When it comes to Men Behaving Badly, in an age where even a nod to masculinity might merit the advice, “Keep your bargepole well away from social media”, how do you update this one? In PC-fashion? Men Drinking Heineken 0.0%? Or maybe double-down with Men Behaving Really Badly (an ex-palace-dweller and Labour peer forced into a flatshare in Ealing, for example)?
It’s a question writer Simon Nye asked himself as he embarked on this incarnation for the stage. His, of course, was a ’90s sitcom, when New Man was a relative embryo, though sexually mature enough to muse on “Top Five Girl Singers’ Arses”. Nye’s solution is a kind of halfway house: former flatmates Gary and Tony (hobbies: beer, TV and chasing women) are about to welcome in the new millennium. Only Gary (Ross Carswell) is now dad to one-year-old Kylie… ‘Kimberley!’ corrects long-suffering partner Dorothy (Ellie Nunn), who’s nine months pregnant with baby number two. What’s more, they are getting married in the morning.
While postman Tony (Matt Howdon) is still, well, just postman Tony, permanently and hopelessly (it seems) lusting after Deborah (Tricia Adele-Turner), briefly home for the wedding from her new life running a kangaroo sanctuary in Melbourne.
Will the wedding take place before the baby is born? (A strangely crucial question: for reasons that aren’t altogether clear, an aged relative is withholding a cash sum until they do). Will Tony persuade Deb not to return to Australia? You can probably see where this is heading.
And it’s all there! The so-terrible-they’re-good jokes (pregnant Dorothy feels like a delivery truck: “I’ve got something huge and human inside me’”); the slapstick (one of the most imaginative uses of a party blower I’ve ever seen, on or off stage); and the, yes, beautifully written characters lacking the perfect amount of depth. (Is fatherhood “as real and lasting as delivering a letter?” wonders Tony.)
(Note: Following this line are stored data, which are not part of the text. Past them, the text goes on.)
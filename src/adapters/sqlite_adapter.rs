//! SQLite data adapter.
//!
//! Bars live in a single `price_bars` table keyed by (code, date). Dates are
//! stored as `YYYY-MM-DD` text so range queries compare lexicographically.

use crate::domain::error::RangeRatioError;
use crate::domain::ohlcv::PriceBar;
use crate::domain::series::fold_daily;
use crate::ports::config_port::ConfigPort;
use crate::ports::data_port::DataPort;
use chrono::NaiveDate;
use r2d2::{Pool, PooledConnection};
use r2d2_sqlite::SqliteConnectionManager;
use rusqlite::params;
use tracing::debug;

const DATE_FORMAT: &str = "%Y-%m-%d";

pub struct SqliteAdapter {
    pool: Pool<SqliteConnectionManager>,
}

fn query_err(e: rusqlite::Error) -> RangeRatioError {
    RangeRatioError::DataQuery {
        reason: e.to_string(),
    }
}

fn pool_err(e: r2d2::Error) -> RangeRatioError {
    RangeRatioError::Data {
        reason: e.to_string(),
    }
}

impl SqliteAdapter {
    pub fn from_config(config: &dyn ConfigPort) -> Result<Self, RangeRatioError> {
        let db_path =
            config
                .get_string("sqlite", "path")
                .ok_or_else(|| RangeRatioError::ConfigMissing {
                    section: "sqlite".into(),
                    key: "path".into(),
                })?;

        let pool_size = config.get_int("sqlite", "pool_size", 4).clamp(1, 64) as u32;

        let manager = SqliteConnectionManager::file(&db_path);
        let pool = Pool::builder()
            .max_size(pool_size)
            .build(manager)
            .map_err(pool_err)?;

        Ok(Self { pool })
    }

    pub fn in_memory() -> Result<Self, RangeRatioError> {
        let manager = SqliteConnectionManager::memory();
        let pool = Pool::builder()
            .max_size(1)
            .build(manager)
            .map_err(pool_err)?;

        Ok(Self { pool })
    }

    fn conn(&self) -> Result<PooledConnection<SqliteConnectionManager>, RangeRatioError> {
        self.pool.get().map_err(pool_err)
    }

    pub fn initialize_schema(&self) -> Result<(), RangeRatioError> {
        self.conn()?
            .execute_batch(
                "CREATE TABLE IF NOT EXISTS price_bars (
                    code TEXT NOT NULL,
                    date TEXT NOT NULL,
                    open REAL NOT NULL,
                    high REAL NOT NULL,
                    low REAL NOT NULL,
                    close REAL NOT NULL,
                    volume INTEGER NOT NULL DEFAULT 0,
                    PRIMARY KEY (code, date)
                );
                CREATE INDEX IF NOT EXISTS idx_price_bars_date ON price_bars(date);",
            )
            .map_err(query_err)
    }

    /// Upserts bars in a single transaction. Rows sharing a code and date
    /// (intraday data) are folded into one daily bar first, since the table
    /// holds one row per day. Returns the number of rows written.
    pub fn insert_bars(&self, bars: &[PriceBar]) -> Result<usize, RangeRatioError> {
        let daily = fold_daily(bars.to_vec());
        if daily.len() < bars.len() {
            debug!("folded {} rows into {} daily bars", bars.len(), daily.len());
        }

        let mut conn = self.conn()?;
        let tx = conn.transaction().map_err(query_err)?;

        let mut written = 0;
        {
            let mut stmt = tx
                .prepare(
                    "INSERT OR REPLACE INTO price_bars (code, date, open, high, low, close, volume)
                     VALUES (?1, ?2, ?3, ?4, ?5, ?6, ?7)",
                )
                .map_err(query_err)?;

            for bar in &daily {
                written += stmt
                    .execute(params![
                        bar.code,
                        bar.date.format(DATE_FORMAT).to_string(),
                        bar.open,
                        bar.high,
                        bar.low,
                        bar.close,
                        bar.volume
                    ])
                    .map_err(query_err)?;
            }
        }

        tx.commit().map_err(query_err)?;
        Ok(written)
    }
}

fn parse_stored_date(date_str: String) -> rusqlite::Result<NaiveDate> {
    NaiveDate::parse_from_str(&date_str, DATE_FORMAT).map_err(|e| {
        rusqlite::Error::FromSqlConversionFailure(
            date_str.len(),
            rusqlite::types::Type::Text,
            Box::new(e),
        )
    })
}

impl DataPort for SqliteAdapter {
    fn fetch_bars(
        &self,
        code: &str,
        start_date: NaiveDate,
        end_date: NaiveDate,
    ) -> Result<Vec<PriceBar>, RangeRatioError> {
        let conn = self.conn()?;

        let start_str = start_date.format(DATE_FORMAT).to_string();
        let end_str = end_date.format(DATE_FORMAT).to_string();

        let mut stmt = conn
            .prepare(
                "SELECT code, date, open, high, low, close, volume
                 FROM price_bars
                 WHERE code = ?1 AND date >= ?2 AND date <= ?3
                 ORDER BY date ASC",
            )
            .map_err(query_err)?;

        let rows = stmt
            .query_map(params![code, start_str, end_str], |row| {
                Ok(PriceBar {
                    code: row.get(0)?,
                    date: parse_stored_date(row.get(1)?)?,
                    open: row.get(2)?,
                    high: row.get(3)?,
                    low: row.get(4)?,
                    close: row.get(5)?,
                    volume: row.get(6)?,
                })
            })
            .map_err(query_err)?;

        rows.collect::<Result<Vec<_>, _>>().map_err(query_err)
    }

    fn list_symbols(&self) -> Result<Vec<String>, RangeRatioError> {
        let conn = self.conn()?;
        let mut stmt = conn
            .prepare("SELECT DISTINCT code FROM price_bars ORDER BY code")
            .map_err(query_err)?;

        let rows = stmt.query_map([], |row| row.get(0)).map_err(query_err)?;
        rows.collect::<Result<Vec<String>, _>>().map_err(query_err)
    }

    fn get_data_range(
        &self,
        code: &str,
    ) -> Result<Option<(NaiveDate, NaiveDate, usize)>, RangeRatioError> {
        let conn = self.conn()?;

        let result: (Option<String>, Option<String>, i64) = conn
            .query_row(
                "SELECT MIN(date), MAX(date), COUNT(*) FROM price_bars WHERE code = ?1",
                params![code],
                |row| Ok((row.get(0)?, row.get(1)?, row.get(2)?)),
            )
            .map_err(query_err)?;

        match result {
            (Some(min_str), Some(max_str), count) if count > 0 => {
                let min = parse_stored_date(min_str).map_err(query_err)?;
                let max = parse_stored_date(max_str).map_err(query_err)?;
                Ok(Some((min, max, count as usize)))
            }
            _ => Ok(None),
        }
    }
}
We’ve also got Ken (Neil Jennings), landlord of The Crown, whose singing is so enjoyably average, you don’t want him ever to stop; and his partner Eve (Valerie Antwi), the wedding celebrant.

Director Joseph O’Malley does an excellent job of bringing out the clowning inherent in the script. Under his aegis, there are plenty of nods to the original cast, not just in voice and intonation but looks – a little oddly at times, to be honest.
I’ve a feeling the success of this play might rather depend on familiarity with the original series: many of the laughs owe much to fondness. Certainly, the minute the old theme tune begins, our audience is cheering.
But if you’ve grown out of getting drunk and hopelessly chasing the opposite sex, then a night at the theatre watching men who haven’t might be just the ticket.